If you live in one of the major American cities, the chances are that you’re not happy with the rising real estate prices. Combine that with the constant headlines of skyrocketing house prices and the widening gap of income inequality, and you’d think that we’re living in the apocalypse. However, don’t panic just yet. It turns out that real estate is getting cheaper. It just depends on how you analyze the data.
Everything Is Relative When It Comes to Real Estate
Surely, Albert Einstein never predicted that we would be comparing his Theory of General Relativity to that of the Bay Area real estate market, but that is what we are going to do today. If you look at housing prices in the Bay Area, the median home price in Palo Alto has risen from $1.3 million to $3.1 million over the last decade or so. However, let’s look at housing prices from another angle.
Measuring Wealth in Assets Instead of Dollars
As mentioned in this article by Alex Rampell from a16z, the key to understanding this radical idea is asset relativity. If we say that your base currency is that of tech stocks, then it turns out housing in the Bay Area is getting cheaper. Think about it. When more U.S. dollars are created through the process of printing money, then the final result is scarce assets becoming more expensive, in terms of dollars. When the currency quantity increases, those who own assets benefit and those who do not own assets do not.

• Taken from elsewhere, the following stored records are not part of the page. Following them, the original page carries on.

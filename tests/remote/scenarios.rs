//! BDD scenarios for remote command execution.

use rstest_bdd_macros::scenario;

use super::test_helpers::{RemoteContext, remote_context};

#[scenario(
    path = "tests/features/remote_execution.feature",
    name = "Return stdout once the command succeeds"
)]
fn scenario_success(remote_context: RemoteContext) {
    drop(remote_context);
}

#[scenario(
    path = "tests/features/remote_execution.feature",
    name = "Surface stderr when the command fails"
)]
fn scenario_failure(remote_context: RemoteContext) {
    drop(remote_context);
}

#[scenario(
    path = "tests/features/remote_execution.feature",
    name = "Report a cancelled command with empty stderr"
)]
fn scenario_cancelled(remote_context: RemoteContext) {
    drop(remote_context);
}

#[scenario(
    path = "tests/features/remote_execution.feature",
    name = "Time out and cancel a command that never finishes"
)]
fn scenario_timeout(remote_context: RemoteContext) {
    drop(remote_context);
}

What Is the Importance of Owning Assets?
“Wealth” comes in all shapes and sizes. It is not just a comparison of who has the most cash. According to Alex Rampell’s article, in January 2010, the median home price of a Silicon Valley house cost a little over 12,000 shares of the Silicon Valley Stock index. Today, that number is a bit over 6,000 shares of the same index. Based on this example, it is essential for one to build wealth through the acquisition of assets and the minimization of liabilities.